The call was bitter sweet!

So tonight has been a long night. I anticipated that I would hear from Childrens Hospital tomorrow and when the phone rang at 8pm and I saw it was them my heart stopped beating. The cat scan revealed that there is thickening of the mandible on the right where the avm is located however the cortex of the bone is still intact. I made her clarify that and my understanding is that it is on the right hand side only however it has not made its way to damaging the jaw bone already. The nurse stated that at this point they are increasing Madison’s visits to every 3 months instead of once a year. They also stated they still do not want to treat her as of yet. She basically told me to pay attention for more bleeding or loose teeth. So even though I am so happy that it has not affected Madisons jaw bone (as of yet) I know that is a concern for the future. The nurse did however emphasis to me that maddys avm is very involved. I know from her recent report that her coratid artery and poratid gland are involved. (ugh). This is such a long roller coaster ride and I dont see where to get off. I am in no position to even comment on how I feel right now because I think I am just numb. I dont know how to feel. I have told Madison the results and we smiled and cried together. We both just know the road we face is just beginning. I have decided that I am going to send her imaging to Dr. Yakes in Colorado to get his opinion. I hoped it wouldnt get to that point but I feel as a mother that I need to hear what he has to say. Madison know we need to choose a Dr. and a course of treatment at some point and she is scared we wont make the right choice. I have assured her tonight that my mom and my aunt are both powerful in heaven and that they will never let me choose the wrong road. I hope someday I will find a purpose for this journey that we are on. I thank you all for your prayers over the past week, and all of your wonderful and touching comments to me and maddy. We love all of you.

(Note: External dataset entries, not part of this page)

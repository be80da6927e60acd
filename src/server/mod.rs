//! Async TCP transport using Tokio.
//!
//! Accepts connections and feeds parsed HTTP/1.1 requests to a handler
//! function — in practice [`App::handle`](crate::App::handle). Each accepted
//! socket becomes a [`Connection`] on its own Tokio task, which frames
//! requests out of a growable read buffer and writes responses back until
//! the peer hangs up or asks for `Connection: close`. Timeouts, TLS, and
//! cancellation are deliberately not handled here.

use std::future::Future;
use std::net::SocketAddr;
use std::sync::Arc;

use bytes::BytesMut;
use tokio::io::{AsyncReadExt, AsyncWriteExt};
use tokio::net::{TcpListener, TcpStream};
use tracing::{debug, error, info, warn};

use crate::error::Error;
use crate::http::{
    Request, Response, StatusCode,
    request::RequestError,
};

/// Largest request frame (headers plus body) a connection will buffer (8 MiB).
const MAX_REQUEST_BYTES: usize = 8 * 1024 * 1024;

/// Initial per-connection read buffer capacity.
const READ_CHUNK: usize = 4096;

/// The skiff TCP server.
///
/// Binds a TCP address and dispatches incoming HTTP/1.1 requests to a
/// handler function. The handler is the only state shared between connection
/// tasks, so it must be `Send + Sync`.
///
/// # Examples
///
/// ```rust,no_run
/// use skiff::server::Server;
/// use skiff::http::{Response, StatusCode};
///
/// #[tokio::main]
/// async fn main() -> Result<(), Box<dyn std::error::Error>> {
///     let server = Server::bind("127.0.0.1:8080").await?;
///     server.run(|_req| async {
///         Response::new(StatusCode::Ok).body("Hello!")
///     }).await?;
///     Ok(())
/// }
/// ```
pub struct Server {
    listener: TcpListener,
    local_addr: SocketAddr,
}

impl Server {
    /// Binds the server to the given TCP address.
    ///
    /// # Errors
    ///
    /// Returns [`Error::Bind`] if the address cannot be bound
    /// (e.g. port already in use, insufficient permissions).
    pub async fn bind(addr: impl AsRef<str>) -> Result<Self, Error> {
        let addr = addr.as_ref();
        let listener = TcpListener::bind(addr).await.map_err(|source| Error::Bind {
            addr: addr.to_owned(),
            source,
        })?;
        let local_addr = listener.local_addr()?;
        Ok(Self {
            listener,
            local_addr,
        })
    }

    /// Returns the local address the server is bound to.
    pub fn local_addr(&self) -> SocketAddr {
        self.local_addr
    }

    /// Starts accepting connections and dispatching requests to `handler`.
    ///
    /// Runs until the process is terminated or an unrecoverable listener
    /// error occurs.
    ///
    /// # Errors
    ///
    /// Returns [`Error::Io`] if the TCP listener itself fails.
    pub async fn run<H, F>(self, handler: H) -> Result<(), Error>
    where
        H: Fn(Request) -> F + Send + Sync + 'static,
        F: Future<Output = Response> + Send + 'static,
    {
        let handler = Arc::new(handler);
        info!(address = %self.local_addr, "skiff listening");

        loop {
            match self.listener.accept().await {
                Ok((stream, peer)) => {
                    debug!(peer = %peer, "connection accepted");
                    let handler = Arc::clone(&handler);
                    tokio::spawn(async move {
                        let connection = Connection::new(stream, peer);
                        if let Err(e) = connection.serve(handler).await {
                            warn!(peer = %peer, error = %e, "connection ended with error");
                        }
                    });
                }
                Err(e) => {
                    error!(error = %e, "failed to accept connection");
                }
            }
        }
    }
}

// One accepted TCP connection: the socket, its peer, and the read buffer
// requests are framed out of.
struct Connection {
    stream: TcpStream,
    peer: SocketAddr,
    buf: BytesMut,
}

// Outcome of trying to frame a request out of the buffered bytes.
enum Frame {
    // A complete request; `usize` is the frame length to drain from the buffer.
    Ready(Request, usize),
    // Headers or declared body not fully received yet.
    Partial,
    Malformed(RequestError),
}

impl Connection {
    fn new(stream: TcpStream, peer: SocketAddr) -> Self {
        Self {
            stream,
            peer,
            buf: BytesMut::with_capacity(READ_CHUNK),
        }
    }

    /// Serves requests on this connection until the peer closes it, a
    /// request asks for `Connection: close`, or a protocol error occurs.
    ///
    /// The response's `Connection` header is forced to agree with the
    /// request's keep-alive preference before it hits the wire.
    async fn serve<H, F>(mut self, handler: Arc<H>) -> Result<(), std::io::Error>
    where
        H: Fn(Request) -> F + Send + Sync + 'static,
        F: Future<Output = Response> + Send + 'static,
    {
        loop {
            // Frame from what is already buffered first: pipelined requests
            // must be served without waiting for more bytes from the peer.
            let (request, frame_len) = match self.next_frame() {
                Frame::Ready(request, frame_len) => (request, frame_len),
                Frame::Partial => {
                    if self.buf.len() > MAX_REQUEST_BYTES {
                        warn!(peer = %self.peer, "request too large — sending 413");
                        self.reject(
                            Response::new(StatusCode::PayloadTooLarge)
                                .body("Request entity too large"),
                        )
                        .await?;
                        break;
                    }
                    if self.stream.read_buf(&mut self.buf).await? == 0 {
                        debug!(peer = %self.peer, "connection closed by peer");
                        break;
                    }
                    continue;
                }
                Frame::Malformed(e) => {
                    warn!(peer = %self.peer, error = %e, "bad request — sending 400");
                    self.reject(Response::new(StatusCode::BadRequest).body(format!("Bad Request: {e}")))
                        .await?;
                    break;
                }
            };

            let keep_alive = request.is_keep_alive();

            debug!(
                peer = %self.peer,
                method = %request.method(),
                path = %request.path(),
                "dispatching request"
            );

            let response = handler(request).await.keep_alive(keep_alive);
            self.stream.write_all(&response.into_bytes()).await?;
            self.stream.flush().await?;

            // Drop the consumed frame; pipelined bytes stay for the next turn.
            let _ = self.buf.split_to(frame_len);

            if !keep_alive {
                debug!(peer = %self.peer, "Connection: close — shutting down");
                break;
            }
        }

        Ok(())
    }

    // Tries to frame one request out of the buffer: headers must parse and
    // the declared `Content-Length` body must be fully buffered.
    fn next_frame(&self) -> Frame {
        match Request::parse(&self.buf) {
            Ok((request, body_offset)) => {
                let frame_len = body_offset + request.content_length().unwrap_or(0);
                if self.buf.len() < frame_len {
                    Frame::Partial
                } else {
                    Frame::Ready(request, frame_len)
                }
            }
            Err(RequestError::Incomplete) => Frame::Partial,
            Err(e) => Frame::Malformed(e),
        }
    }

    // Writes a protocol-level rejection; these always close the connection.
    async fn reject(&mut self, response: Response) -> Result<(), std::io::Error> {
        let bytes = response.keep_alive(false).into_bytes();
        self.stream.write_all(&bytes).await?;
        self.stream.flush().await
    }
}

#[cfg(test)]
mod tests {
    use super::*;

    // Echoes the path and body so tests can tell responses apart.
    async fn spawn_test_server() -> SocketAddr {
        let server = Server::bind("127.0.0.1:0").await.unwrap();
        let addr = server.local_addr();
        tokio::spawn(async move {
            let _ = server
                .run(|req: Request| async move {
                    let body = String::from_utf8_lossy(req.body()).into_owned();
                    Response::new(StatusCode::Ok)
                        .body(format!("path={} body={}", req.path(), body))
                })
                .await;
        });
        addr
    }

    fn headers_end(buf: &[u8]) -> Option<usize> {
        buf.windows(4).position(|w| w == b"\r\n\r\n").map(|p| p + 4)
    }

    // Reads exactly one response (headers + Content-Length body) out of the
    // stream, leaving any following bytes in `acc`.
    async fn read_response(stream: &mut TcpStream, acc: &mut Vec<u8>) -> String {
        loop {
            if let Some(end) = headers_end(acc) {
                let head = std::str::from_utf8(&acc[..end]).unwrap();
                let len = head
                    .lines()
                    .find_map(|l| l.strip_prefix("Content-Length: "))
                    .and_then(|v| v.trim().parse::<usize>().ok())
                    .unwrap_or(0);
                if acc.len() >= end + len {
                    let bytes: Vec<u8> = acc.drain(..end + len).collect();
                    return String::from_utf8(bytes).unwrap();
                }
            }
            let mut chunk = [0u8; 1024];
            let n = stream.read(&mut chunk).await.unwrap();
            assert!(n > 0, "connection closed mid-response");
            acc.extend_from_slice(&chunk[..n]);
        }
    }

    #[tokio::test]
    async fn serves_requests_over_tcp() {
        let addr = spawn_test_server().await;
        let mut stream = TcpStream::connect(addr).await.unwrap();
        stream
            .write_all(b"GET /hello HTTP/1.1\r\nHost: x\r\nConnection: close\r\n\r\n")
            .await
            .unwrap();

        let mut acc = Vec::new();
        let response = read_response(&mut stream, &mut acc).await;
        assert!(response.starts_with("HTTP/1.1 200 OK\r\n"));
        assert!(response.contains("Connection: close\r\n"));
        assert!(!response.contains("Connection: keep-alive"));
        assert!(response.ends_with("path=/hello body="));

        // A close request ends the connection after the response.
        let mut rest = [0u8; 16];
        assert_eq!(stream.read(&mut rest).await.unwrap(), 0);
    }

    #[tokio::test]
    async fn pipelined_requests_get_separate_responses() {
        let addr = spawn_test_server().await;
        let mut stream = TcpStream::connect(addr).await.unwrap();
        stream
            .write_all(
                b"POST /a HTTP/1.1\r\nHost: x\r\nContent-Length: 5\r\n\r\nhello\
                  GET /b HTTP/1.1\r\nHost: x\r\nConnection: close\r\n\r\n",
            )
            .await
            .unwrap();

        let mut acc = Vec::new();
        let first = read_response(&mut stream, &mut acc).await;
        assert!(first.contains("Connection: keep-alive\r\n"));
        assert!(first.ends_with("path=/a body=hello"));

        // The second request's bytes must not bleed into the first body.
        let second = read_response(&mut stream, &mut acc).await;
        assert!(second.ends_with("path=/b body="));
    }
}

Well, I’m glad to hear that the bone has not been affected yet and that Madison’s doctor’s are going to stay on top of it by seeing her every three months. While I know it’s scary to hear that she needs to be seen more often, be glad that they are being proactive instead of waiting for something to happen and then doing something about it. I think you are making a very good decision about sending her file to Dr. Yakes for another opinion.

Sherri!
That is great news! I know you are on top of things and will make the best choice for your darling Maddy. It is a scary process but you both are handling it with grace. It is always a good call to get a second opinion. One good thing? If you guys do travel here to Denver, we can meet! I know the girls would enjoy that.
BIG hugs to you both! Jody:)

Thanks for the update. I know how scary this all is and I’ll pray for everyone involved to make the right decisions.

Hey- found this journal article today about treatment of AVM’s in the mandibular regions that involved the bone. http://www.joms.org/article/PIIS0278239108010641/abstract?rss=yes
Honestly, I don’t understand half of it…but it seemed to indicate that these were all resolved without a ton of destruction to the bone.
Did Maddy’s docs tell you that if it had gone into the bone they would be more likely to want to treat? I mean, why did they freak you out so much about the possibility of bone involvement? What would that mean in her case? Obvoiously you want the least amount of anything involved, but what “difference” does it make it terms of hers progressing and their idea of treatment? You know what I mean???

Sherri
I am so happy to hear it is not in the bone. I know this is the beginning of your journey but stay strong. I also agree it is a wise decision to seek a second opinion from Dr. Yakes. I will continue to send my prayers your way.

I feel for you and you are in my thoughts and prayers and Happy to hearr that the bone isnt effected and I ask God that to give you discernment and to guide you in this difficult decision. Lots of love to you both…

I totally missed this post. Am thinking of you. I have to say that as in most parenting decisions, when you get to the “right place”, you will know in your heart.
When we had to make the decision for my son, I asked my “father-in-law in heaven” to please find out what the right thing to do was and he did.
I think it is a great idea to at least consult Dr. Yakes. Good luck.